Principalmente jovens que não querem a criação um regime islâmico fundamentalista. Esses rapazes não são laicistas, mas sim muçulmanos que olham para a religião como um fenômeno importante, mas que não deve se impor sobre a sociedade. Quando saíram às ruas, o fizeram de modo pacífico, não tinham armas. O fato de que o protesto se degenerou em um confronto é responsabilidade dos islamistas que chegaram para defender Morsi, que estavam armados com coquetéis molotov, pedras e paus.
Os manifestantes estão divididos em muitas correntes. Como é possível encontrar um entendimento entre eles?

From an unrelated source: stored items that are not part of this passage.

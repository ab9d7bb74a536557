//! Settings panels for the CRM admin console, rendered in the terminal
//!
//! The database and group management panels are static: their buttons name
//! admin operations but nothing is attached to them unless an
//! [`admin::AdminBackend`] that does real work is supplied.

pub mod admin;
pub mod app;
pub mod config;
pub mod tabs;
pub mod theme;
pub mod ui;
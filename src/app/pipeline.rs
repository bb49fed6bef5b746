//! One dashboard refresh cycle
//!
//! Fetch, ingest, categorize, and summarize as a single unit of work. The
//! cycle is synchronous end to end apart from the two external fetches, and
//! never fails: an unreachable source degrades to its fallback dataset and a
//! filtering failure degrades to empty views, so the render stage always has
//! something to draw. No state survives between cycles.

use crate::app::models::{CategorizedLifts, WindForecastSample, WindTrend};
use crate::app::services::{categorizer, ingest, trend};
use crate::app::sources::forecast::ForecastClient;
use crate::app::sources::sheet::SheetClient;
use crate::config::Config;
use chrono::{Local, NaiveDateTime};
use serde::Serialize;
use tracing::info;

/// One forecast panel: a named endpoint's truncated samples and trend
#[derive(Debug, Clone, Serialize)]
pub struct ForecastPanel {
    pub label: String,
    pub samples: Vec<WindForecastSample>,
    pub trend: WindTrend,
}

/// Everything one refresh cycle produces for the render stage
#[derive(Debug, Clone, Serialize)]
pub struct DashboardSnapshot {
    /// Display name of the sheet the lift data came from
    pub sheet_name: String,

    /// False when the lift data is the fallback sample set
    pub sheet_connected: bool,

    /// The three categorized lift views
    pub lifts: CategorizedLifts,

    /// One panel per configured forecast endpoint, in configuration order
    pub forecasts: Vec<ForecastPanel>,

    /// Local instant this snapshot was assembled
    pub generated_at: NaiveDateTime,
}

/// Run one full refresh cycle
pub async fn run_cycle(
    sheet: &SheetClient,
    forecast: &ForecastClient,
    config: &Config,
) -> DashboardSnapshot {
    let source = sheet.fetch().await;
    let sheet_connected = source.is_connected();
    let rows = source.records();

    let mut forecasts = Vec::with_capacity(config.forecast_endpoints.len());
    for endpoint in &config.forecast_endpoints {
        let samples = forecast.fetch_or_fallback(endpoint).await;
        let (window, trend) = trend::summarize_trend(&samples, config.trend_hours);
        forecasts.push(ForecastPanel {
            label: endpoint.label.clone(),
            samples: window,
            trend,
        });
    }

    let now = Local::now().naive_local();
    let records = ingest::ingest_rows(&rows);
    let lifts = categorizer::filter_and_categorize(&records, now.date(), now);

    info!(
        "refresh cycle: {} rows -> {} filtered ({} wind holds, {} other holds), {} forecast panels",
        rows.len(),
        lifts.all_filtered.len(),
        lifts.wind_hold.len(),
        lifts.other_hold.len(),
        forecasts.len()
    );

    DashboardSnapshot {
        sheet_name: sheet.sheet_name().to_string(),
        sheet_connected,
        lifts,
        forecasts,
        generated_at: now,
    }
}
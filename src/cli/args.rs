//! Command-line argument definitions for liftwatch
//!
//! Defines the CLI interface using the clap derive API: a `serve` command
//! that runs the dashboard server and a `snapshot` command that runs one
//! refresh cycle and prints the result.

use crate::{Error, Result};
use clap::{Parser, Subcommand, ValueEnum};
use std::path::PathBuf;

/// CLI arguments for the liftwatch dashboard
///
/// Merges a spreadsheet-backed lift status log with NOAA hourly wind
/// forecasts and serves the result as an auto-refreshing dashboard.
#[derive(Debug, Clone, Parser)]
#[command(
    name = "liftwatch",
    version,
    about = "Lift status and wind forecast dashboard",
    long_about = "Polls a spreadsheet-backed operational log of lift status entries and NOAA \
                  hourly wind forecasts, filters today's unresolved entries into categorized \
                  views, and renders them as an auto-refreshing web page."
)]
pub struct Args {
    #[command(subcommand)]
    pub command: Option<Commands>,
}

/// Available subcommands
#[derive(Debug, Clone, Subcommand)]
pub enum Commands {
    /// Run the dashboard web server
    Serve(ServeArgs),
    /// Run one refresh cycle and print the result
    Snapshot(SnapshotArgs),
}

/// Arguments shared by both commands for source and config resolution
#[derive(Debug, Clone, Parser)]
pub struct SourceArgs {
    /// Path to configuration file
    ///
    /// TOML configuration file. If not specified, looks for
    /// $LIFTWATCH_CONFIG and then ~/.config/liftwatch/config.toml.
    #[arg(
        short = 'c',
        long = "config",
        value_name = "FILE",
        help = "Path to configuration file (TOML format)"
    )]
    pub config_file: Option<PathBuf>,

    /// Published CSV export URL of the lift status sheet
    ///
    /// Overrides the config file and the LIFTWATCH_SHEET_URL environment
    /// variable.
    #[arg(
        long = "sheet-url",
        value_name = "URL",
        help = "CSV export URL of the lift status sheet"
    )]
    pub sheet_url: Option<String>,

    /// Local CSV file to use as the lift status sheet
    ///
    /// Useful for development; takes precedence over any URL.
    #[arg(
        long = "sheet-csv",
        value_name = "FILE",
        help = "Local CSV file to use as the lift status sheet"
    )]
    pub sheet_csv: Option<PathBuf>,

    /// Logging verbosity level
    #[arg(
        short = 'v',
        long = "verbose",
        action = clap::ArgAction::Count,
        help = "Increase logging verbosity (-v: info, -vv: debug, -vvv: trace)"
    )]
    pub verbose: u8,

    /// Suppress output except errors
    #[arg(
        short = 'q',
        long = "quiet",
        help = "Suppress output except errors",
        conflicts_with = "verbose"
    )]
    pub quiet: bool,
}

impl SourceArgs {
    /// Validate source resolution arguments
    pub fn validate(&self) -> Result<()> {
        if let Some(config_file) = &self.config_file {
            if !config_file.exists() {
                return Err(Error::configuration(format!(
                    "Config file does not exist: {}",
                    config_file.display()
                )));
            }
        }

        if let Some(sheet_csv) = &self.sheet_csv {
            if !sheet_csv.exists() {
                return Err(Error::configuration(format!(
                    "Sheet CSV file does not exist: {}",
                    sheet_csv.display()
                )));
            }
        }

        Ok(())
    }

    /// Determine the appropriate log level from the verbosity flags
    pub fn get_log_level(&self) -> &'static str {
        if self.quiet {
            "error"
        } else {
            match self.verbose {
                0 => "warn",
                1 => "info",
                2 => "debug",
                _ => "trace",
            }
        }
    }
}

/// Arguments for the serve command
#[derive(Debug, Clone, Parser)]
pub struct ServeArgs {
    #[command(flatten)]
    pub source: SourceArgs,

    /// Bind address for the dashboard server
    #[arg(
        short = 'b',
        long = "bind",
        value_name = "ADDR",
        help = "Bind address (e.g. 0.0.0.0:3000)"
    )]
    pub bind_addr: Option<String>,

    /// Seconds between automatic page refreshes
    #[arg(
        long = "refresh",
        value_name = "SECS",
        help = "Seconds between automatic page refreshes"
    )]
    pub refresh_secs: Option<u64>,
}

impl ServeArgs {
    /// Validate the serve command arguments for consistency
    pub fn validate(&self) -> Result<()> {
        self.source.validate()?;

        if let Some(addr) = &self.bind_addr {
            if addr.parse::<std::net::SocketAddr>().is_err() {
                return Err(Error::configuration(format!(
                    "Invalid bind address: {addr}"
                )));
            }
        }

        if self.refresh_secs == Some(0) {
            return Err(Error::configuration(
                "Refresh interval must be greater than 0 seconds".to_string(),
            ));
        }

        Ok(())
    }
}

/// Arguments for the snapshot command
#[derive(Debug, Clone, Parser)]
pub struct SnapshotArgs {
    #[command(flatten)]
    pub source: SourceArgs,

    /// Output format for the snapshot
    #[arg(
        long = "format",
        value_enum,
        default_value = "human",
        help = "Output format for the snapshot"
    )]
    pub output_format: OutputFormat,
}

impl SnapshotArgs {
    /// Validate the snapshot command arguments
    pub fn validate(&self) -> Result<()> {
        self.source.validate()
    }
}

/// Output format options
#[derive(Debug, Clone, Copy, PartialEq, Eq, ValueEnum)]
pub enum OutputFormat {
    /// Human-readable output
    Human,
    /// JSON format for scripting
    Json,
}
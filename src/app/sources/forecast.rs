//! NOAA hourly wind forecast source
//!
//! Fetches hourly forecast periods from a NOAA grid-point endpoint and maps
//! them into [`WindForecastSample`]s. Wind speed and gust arrive as strings
//! of the form "20 mph"; a string that does not parse yields a null field for
//! that sample rather than aborting the fetch. When the endpoint cannot be
//! reached at all, a fixed 6-hour fallback set is substituted.

use crate::app::models::WindForecastSample;
use crate::config::ForecastEndpoint;
use crate::{Error, Result};
use chrono::DateTime;
use serde::Deserialize;
use std::time::Duration;
use tracing::{debug, warn};

/// HTTP timeout for forecast fetches
const FETCH_TIMEOUT: Duration = Duration::from_secs(15);

/// NOAA hourly forecast payload, limited to the fields the dashboard reads
#[derive(Debug, Deserialize)]
struct HourlyForecastResponse {
    properties: ForecastProperties,
}

#[derive(Debug, Deserialize)]
struct ForecastProperties {
    periods: Vec<ForecastPeriod>,
}

#[derive(Debug, Deserialize)]
#[serde(rename_all = "camelCase")]
struct ForecastPeriod {
    start_time: Option<String>,
    wind_speed: Option<String>,
    wind_gust: Option<String>,
    wind_direction: Option<String>,
}

impl ForecastPeriod {
    fn into_sample(self) -> WindForecastSample {
        WindForecastSample {
            start_time: self
                .start_time
                .as_deref()
                .and_then(|s| DateTime::parse_from_rfc3339(s).ok()),
            wind_speed_mph: self.wind_speed.as_deref().and_then(parse_mph),
            wind_gust_mph: self.wind_gust.as_deref().and_then(parse_mph),
            wind_direction: self.wind_direction.unwrap_or_else(|| "N/A".to_string()),
        }
    }
}

/// Parse a wind string of the form "<int> mph" into its integer value
///
/// Returns `None` for empty, missing-unit-only, or non-numeric input.
pub fn parse_mph(value: &str) -> Option<i32> {
    value.split_whitespace().next()?.parse().ok()
}

/// Client for NOAA hourly forecast endpoints
#[derive(Debug, Clone)]
pub struct ForecastClient {
    http: reqwest::Client,
    hours: usize,
}

impl ForecastClient {
    /// Build a client that retains the leading `hours` periods per fetch
    pub fn new(hours: usize) -> Result<Self> {
        let http = reqwest::Client::builder()
            .timeout(FETCH_TIMEOUT)
            .user_agent(concat!("liftwatch/", env!("CARGO_PKG_VERSION")))
            .build()
            .map_err(|e| Error::configuration(format!("failed to build HTTP client: {e}")))?;

        Ok(Self { http, hours })
    }

    /// Fetch an endpoint's hourly periods, substituting the fixed fallback
    /// set when the fetch or payload fails
    pub async fn fetch_or_fallback(&self, endpoint: &ForecastEndpoint) -> Vec<WindForecastSample> {
        match self.fetch(endpoint).await {
            Ok(samples) => samples,
            Err(e) => {
                warn!("forecast fetch failed ({e}), using fallback samples");
                fallback_samples()
            }
        }
    }

    /// Fetch an endpoint's hourly periods
    pub async fn fetch(&self, endpoint: &ForecastEndpoint) -> Result<Vec<WindForecastSample>> {
        let response = self
            .http
            .get(&endpoint.url)
            .send()
            .await
            .map_err(|e| Error::forecast_unavailable(&endpoint.label, format!("request failed: {e}")))?
            .error_for_status()
            .map_err(|e| Error::forecast_unavailable(&endpoint.label, format!("bad status: {e}")))?;

        let payload: HourlyForecastResponse = response
            .json()
            .await
            .map_err(|e| Error::forecast_unavailable(&endpoint.label, format!("bad payload: {e}")))?;

        let samples: Vec<WindForecastSample> = payload
            .properties
            .periods
            .into_iter()
            .take(self.hours)
            .map(ForecastPeriod::into_sample)
            .collect();

        debug!("fetched {} periods from '{}'", samples.len(), endpoint.label);
        Ok(samples)
    }
}

/// The fixed fallback forecast hours used when an endpoint is unavailable
pub fn fallback_samples() -> Vec<WindForecastSample> {
    let sample = |time: &str, speed: i32, direction: &str| WindForecastSample {
        start_time: DateTime::parse_from_rfc3339(time).ok(),
        wind_speed_mph: Some(speed),
        wind_gust_mph: None,
        wind_direction: direction.to_string(),
    };

    vec![
        sample("2025-02-28T08:00:00-07:00", 15, "W"),
        sample("2025-02-28T09:00:00-07:00", 18, "W"),
        sample("2025-02-28T10:00:00-07:00", 20, "NW"),
        sample("2025-02-28T11:00:00-07:00", 22, "NW"),
        sample("2025-02-28T12:00:00-07:00", 19, "NW"),
        sample("2025-02-28T13:00:00-07:00", 16, "W"),
    ]
}
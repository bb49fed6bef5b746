//! Village and highlight classification for lifts
//!
//! Total lookup functions over the static membership lists in
//! [`crate::constants`]. A lift absent from every village list classifies as
//! Unknown; the highlight lists are checked in feeder-first order.

use crate::constants::{
    CANYONS_VILLAGE_LIFTS, FEEDER_LIFTS, MOUNTAIN_VILLAGE_LIFTS, UPPER_MOUNTAIN_LIFTS,
};
use serde::{Deserialize, Serialize};

/// Named sub-area grouping of lifts
#[derive(Debug, Clone, Copy, PartialEq, Eq, Serialize, Deserialize)]
pub enum Village {
    MountainVillage,
    CanyonsVillage,
    Unknown,
}

impl Village {
    /// Look up the village for a lift name
    pub fn for_lift(lift_name: &str) -> Self {
        if MOUNTAIN_VILLAGE_LIFTS.contains(&lift_name) {
            Self::MountainVillage
        } else if CANYONS_VILLAGE_LIFTS.contains(&lift_name) {
            Self::CanyonsVillage
        } else {
            Self::Unknown
        }
    }

    /// Display label for the dashboard
    pub fn as_str(&self) -> &'static str {
        match self {
            Self::MountainVillage => "Mountain Village",
            Self::CanyonsVillage => "Canyons Village",
            Self::Unknown => "Unknown",
        }
    }
}

impl std::fmt::Display for Village {
    fn fmt(&self, f: &mut std::fmt::Formatter<'_>) -> std::fmt::Result {
        write!(f, "{}", self.as_str())
    }
}

/// Row-highlight class for important lifts
#[derive(Debug, Clone, Copy, PartialEq, Eq, Serialize, Deserialize)]
pub enum Highlight {
    /// Out-of-base feeder lift
    Feeder,
    /// Upper-mountain lift
    UpperMountain,
    /// No highlighting
    None,
}

impl Highlight {
    /// Look up the highlight class for a lift name, feeder list first
    pub fn for_lift(lift_name: &str) -> Self {
        if FEEDER_LIFTS.contains(&lift_name) {
            Self::Feeder
        } else if UPPER_MOUNTAIN_LIFTS.contains(&lift_name) {
            Self::UpperMountain
        } else {
            Self::None
        }
    }

    /// CSS class name emitted on highlighted table rows
    pub fn css_class(&self) -> &'static str {
        match self {
            Self::Feeder => "feeder-lift",
            Self::UpperMountain => "upper-mountain-lift",
            Self::None => "",
        }
    }
}
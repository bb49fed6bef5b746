//! Filter & categorize for lift status records
//!
//! The core of the dashboard: keeps today's unresolved records with a
//! recognized category, computes elapsed duration, and splits the survivors
//! into the three output views. The function is pure and total: given the
//! same records, `today`, and `now` it produces identical output, and it
//! cannot fail (upstream fetch/parse failures are absorbed before this
//! point into empty or fallback record sequences).

use crate::app::models::{CategorizedLifts, LiftCategory, LiftStatusRecord};
use chrono::{NaiveDate, NaiveDateTime};
use tracing::debug;

/// Apply the date/category/unresolved filter and partition the holds
///
/// Filter steps, in order:
/// 1. `event_time` parses and falls on `today`;
/// 2. category is `ReducedSpeed` or `Hold`;
/// 3. resolution marker is empty.
///
/// Surviving records get `duration_hours = (now − event_time)` in hours,
/// rounded to 2 decimals. A future `event_time` yields a negative duration;
/// this mirrors the operational log's behavior and is deliberately not
/// clamped.
///
/// Hold records are partitioned into wind-related and other holds by a
/// case-insensitive "wind" match on the reasoning text; reduced-speed
/// records are retained only in the full filtered set.
pub fn filter_and_categorize(
    records: &[LiftStatusRecord],
    today: NaiveDate,
    now: NaiveDateTime,
) -> CategorizedLifts {
    let mut views = CategorizedLifts::empty();

    for record in records {
        if !passes_filters(record, today) {
            continue;
        }

        let mut kept = record.clone();
        kept.duration_hours = kept.event_time.map(|t| duration_hours(t, now));

        if kept.category == LiftCategory::Hold {
            if kept.is_wind_related() {
                views.wind_hold.push(kept.clone());
            } else {
                views.other_hold.push(kept.clone());
            }
        }
        views.all_filtered.push(kept);
    }

    debug!(
        "categorized {} records: {} filtered, {} wind holds, {} other holds",
        records.len(),
        views.all_filtered.len(),
        views.wind_hold.len(),
        views.other_hold.len()
    );

    views
}

/// Check whether a record survives the date/category/unresolved filter
fn passes_filters(record: &LiftStatusRecord, today: NaiveDate) -> bool {
    match record.event_date() {
        Some(date) if date == today => {}
        _ => return false,
    }

    if !record.category.is_recognized() {
        return false;
    }

    record.is_unresolved()
}

/// Hours between `event_time` and `now`, rounded to 2 decimals
fn duration_hours(event_time: NaiveDateTime, now: NaiveDateTime) -> f64 {
    let hours = (now - event_time).num_seconds() as f64 / 3600.0;
    (hours * 100.0).round() / 100.0
}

Na realidade, cristãos, liberais, socialistas e muçulmanos moderados estão de acordo: todos rejeitam a ideia de um Islã fundamentalista. Todos querem que se afirme um sistema realmente democrático. O verdadeiro problema é que, no nosso país, se perdeu o hábito da democracia. São 60 anos que o Egito é governado por ditadores, e as pessoas não estão familiarizadas com as armas da democracia. Vai levar tempo, mas acredito que o país conseguirá completar essa transição.
O que vai acontecer nos próximos meses?
O governo não vai renunciar. Talvez suavizará as suas afirmações, mas continuará governando. A revolução se dará nos fatos. Se o regime islâmico souber melhorar a condição das pessoas, eliminando a pobreza, então permanecerá no poder. Se, ao invés, não mudar nada, as pessoas não votarão mais neles.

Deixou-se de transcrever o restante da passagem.